Aber was ist mit Edathy geschehen? Outet er sich nun, mehr als ein Jahr nach dem Ende seiner politischen Karriere mit zahllosen Dementis, doch als Pädophiler? Nolls Antworten klären etwas auf: „Er hat sich zu dem Inhalt der Dateien nicht geäußert. Er hat also insbesondere nicht eingeräumt, kinder- und jugendpornografische Dateien besessen zu haben“, sagt er. Die Fortsetzung des Prozesses wäre aber unverhältnismäßig gewesen. Edathy habe sich daher entschlossen, dem zuzustimmen.
Damit wird die Taktik der Verteidigung klar. Nicht etwa Reue oder ein Schuldeingeständnis bei Edathy waren Grundlage für die Formulierung, sondern die Absicht und Überzeugungskraft des Anwalts, das Verfahren um jeden Preis abkürzen zu wollen.
Edathy war es sichtbar unangenehm, wenn detaillierter über die Vorwürfe gesprochen wurde. Wenn Klinge etwa den Titel des konfiszierten Bildbandes „Boys in ihrer Freizeit“ oder das Magazin „Adam Junior“ erwähnt und droht, in der Beweisaufnahme auch die Videos mit nackten Jungen unter 14 Jahren von einem russischen Server im Gerichtssaal vorführen lassen. „Die Strafe ist nicht das Hauptproblem für den Beschuldigten. Das Verfahren ist es“, meinte die Frankfurter Strafverteidigerin Eva Dannenfeldt schon vor Monaten.
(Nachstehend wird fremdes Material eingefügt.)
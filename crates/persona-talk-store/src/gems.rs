//! Local persona ("Gem") store backed by a single JSON file.

use crate::error::StoreError;
use async_trait::async_trait;
use log::{debug, info, warn};
use parking_lot::Mutex;
use persona_talk_protocol::{Gem, GemDraft, GemId, GemPatch};
use std::fs::OpenOptions;
use std::io::{ErrorKind, Write};
use std::path::{Path, PathBuf};

#[async_trait]
/// Persona store used by the Gem chat variant.
pub trait GemStore: Send + Sync {
    /// All gems, newest first.
    async fn list(&self) -> Result<Vec<Gem>, StoreError>;

    /// Look up one gem.
    async fn get(&self, id: GemId) -> Result<Option<Gem>, StoreError>;

    /// Create a gem from a draft; it becomes the first entry of `list`.
    async fn create(&self, draft: GemDraft) -> Result<Gem, StoreError>;

    /// Apply a partial update and return the updated gem.
    async fn update(&self, id: GemId, patch: GemPatch) -> Result<Gem, StoreError>;

    /// Remove a gem; returns whether anything was removed.
    async fn delete(&self, id: GemId) -> Result<bool, StoreError>;
}

/// Gem store persisted as a JSON array, rewritten atomically on each change.
#[derive(Debug)]
pub struct JsonGemStore {
    path: PathBuf,
    write_lock: Mutex<()>,
}

impl JsonGemStore {
    /// Create a store rooted at `path`; the file is created on first write.
    pub fn new(path: impl AsRef<Path>) -> Self {
        let path = path.as_ref().to_path_buf();
        info!("initialized gem store (path={})", path.display());
        Self {
            path,
            write_lock: Mutex::new(()),
        }
    }

    /// Backing file location.
    pub fn path(&self) -> &Path {
        &self.path
    }

    fn temp_path(&self) -> PathBuf {
        let mut name = self
            .path
            .file_name()
            .map(|name| name.to_os_string())
            .unwrap_or_default();
        name.push(".tmp");
        self.path.with_file_name(name)
    }

    /// Load every gem. A missing, unreadable or corrupt file reads as empty.
    fn load(&self) -> Vec<Gem> {
        let contents = match std::fs::read_to_string(&self.path) {
            Ok(contents) => contents,
            Err(err) if err.kind() == ErrorKind::NotFound => return Vec::new(),
            Err(err) => {
                warn!(
                    "failed to read gem store (path={}): {err}",
                    self.path.display()
                );
                return Vec::new();
            }
        };
        if contents.trim().is_empty() {
            return Vec::new();
        }
        match serde_json::from_str::<Vec<Gem>>(&contents) {
            Ok(gems) => gems,
            Err(err) => {
                warn!(
                    "invalid gem store ignored (path={}): {err}",
                    self.path.display()
                );
                Vec::new()
            }
        }
    }

    /// Rewrite the store atomically.
    fn write(&self, gems: &[Gem]) -> Result<(), StoreError> {
        if let Some(parent) = self.path.parent() {
            std::fs::create_dir_all(parent)?;
        }
        let temp_path = self.temp_path();
        {
            let mut file = OpenOptions::new()
                .create(true)
                .truncate(true)
                .write(true)
                .open(&temp_path)?;
            let encoded = serde_json::to_string_pretty(gems)?;
            file.write_all(encoded.as_bytes())?;
            file.sync_all()?;
        }
        std::fs::rename(temp_path, &self.path)?;
        Ok(())
    }
}

#[async_trait]
impl GemStore for JsonGemStore {
    async fn list(&self) -> Result<Vec<Gem>, StoreError> {
        Ok(self.load())
    }

    async fn get(&self, id: GemId) -> Result<Option<Gem>, StoreError> {
        Ok(self.load().into_iter().find(|gem| gem.id == id))
    }

    async fn create(&self, draft: GemDraft) -> Result<Gem, StoreError> {
        let _guard = self.write_lock.lock();
        let mut gems = self.load();
        let gem = Gem::from_draft(draft);
        gems.insert(0, gem.clone());
        self.write(&gems)?;
        debug!("created gem (id={}, total={})", gem.id, gems.len());
        Ok(gem)
    }

    async fn update(&self, id: GemId, patch: GemPatch) -> Result<Gem, StoreError> {
        let _guard = self.write_lock.lock();
        let mut gems = self.load();
        let Some(gem) = gems.iter_mut().find(|gem| gem.id == id) else {
            return Err(StoreError::NotFound(id.to_string()));
        };
        gem.apply(patch);
        let updated = gem.clone();
        self.write(&gems)?;
        debug!("updated gem (id={id})");
        Ok(updated)
    }

    async fn delete(&self, id: GemId) -> Result<bool, StoreError> {
        let _guard = self.write_lock.lock();
        let mut gems = self.load();
        let before = gems.len();
        gems.retain(|gem| gem.id != id);
        if gems.len() == before {
            return Ok(false);
        }
        self.write(&gems)?;
        debug!("deleted gem (id={id}, remaining={})", gems.len());
        Ok(true)
    }
}

#[cfg(test)]
mod tests {
    use super::{GemStore, JsonGemStore};
    use persona_talk_protocol::{GemDraft, GemPatch};
    use pretty_assertions::assert_eq;
    use tempfile::tempdir;
    use uuid::Uuid;

    fn draft(name: &str) -> GemDraft {
        GemDraft {
            name: name.to_string(),
            icon: "✨".to_string(),
            description: String::new(),
            instruction_text: format!("You are {name}."),
        }
    }

    #[tokio::test]
    async fn create_prepends_and_persists() {
        let temp = tempdir().expect("tempdir");
        let path = temp.path().join("gems.json");
        let store = JsonGemStore::new(&path);
        let first = store.create(draft("first")).await.expect("create");
        let second = store.create(draft("second")).await.expect("create");

        let reopened = JsonGemStore::new(&path);
        let ids = reopened
            .list()
            .await
            .expect("list")
            .into_iter()
            .map(|gem| gem.id)
            .collect::<Vec<_>>();
        assert_eq!(ids, vec![second.id, first.id]);
        assert!(!temp.path().join("gems.json.tmp").exists());
    }

    #[tokio::test]
    async fn update_and_delete() {
        let temp = tempdir().expect("tempdir");
        let store = JsonGemStore::new(temp.path().join("gems.json"));
        let gem = store.create(draft("chef")).await.expect("create");

        let updated = store
            .update(
                gem.id,
                GemPatch {
                    icon: Some("🍳".to_string()),
                    ..GemPatch::default()
                },
            )
            .await
            .expect("update");
        assert_eq!(updated.icon, "🍳");
        assert_eq!(updated.name, "chef");
        assert_eq!(
            store.get(gem.id).await.expect("get").map(|gem| gem.icon),
            Some("🍳".to_string())
        );

        assert!(store.delete(gem.id).await.expect("delete"));
        assert!(!store.delete(gem.id).await.expect("delete again"));
        assert_eq!(store.get(gem.id).await.expect("get"), None);
    }

    #[tokio::test]
    async fn update_missing_gem_is_not_found() {
        let temp = tempdir().expect("tempdir");
        let store = JsonGemStore::new(temp.path().join("gems.json"));
        let err = store
            .update(Uuid::new_v4(), GemPatch::default())
            .await
            .unwrap_err();
        assert!(matches!(err, crate::StoreError::NotFound(_)));
    }

    #[tokio::test]
    async fn corrupt_file_reads_as_empty() {
        let temp = tempdir().expect("tempdir");
        let path = temp.path().join("gems.json");
        std::fs::write(&path, "{not json").expect("write");
        let store = JsonGemStore::new(&path);
        assert!(store.list().await.expect("list").is_empty());

        let gem = store.create(draft("fresh")).await.expect("create");
        assert_eq!(store.list().await.expect("list"), vec![gem]);
    }
}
Richter Seifert meidet in seinen abschließenden Worten das Wort Schuld. „Die Kinder werden in ihrer Würde und Entwicklung erheblich geschädigt“, sagt er. Zwar sei Edathy nicht an der „Herstellung von solchen Filmen“ beteiligt gewesen, „aber nur weil es einen Markt und Konsumenten gibt“, würden andere Menschen Kinder in Film- und Videoproduktionen schwer missbrauchen.
Edathy hat sein Minimalziel erreicht. Nach der monatelangen Berichterstattung mitsamt Vorverurteilungen wird sich der 45-Jährige nicht die Illusion gemacht haben, seinen zerstörten Ruf vor Gericht wiederherstellen zu können. Dazu hätten die Vorwürfe falsch gewesen sein müssen, dazu hätte sein Name nie auf der Kundenliste des kanadischen Unternehmens auftauchen dürfen, das Darstellungen nackter Kinder vertrieb.
Stattdessen kann Edathy nun aber – wie auf seiner Facebookseite geschehen – juristisch wasserfest behaupten, sein Verfahren sei ohne Verurteilung eingestellt worden. „Eine Schuldfeststellung ist damit ausdrücklich nicht getroffen worden“, betont er. Der Gerichtsfall Edathy dürfte abgeschlossen sein – offiziell wird dies erst rechtskräftig, wenn er die 5000 Euro Geldauflage an den Kinderschutzbund überwiesen hat. Die politische Affäre ist damit aber keineswegs am Ende.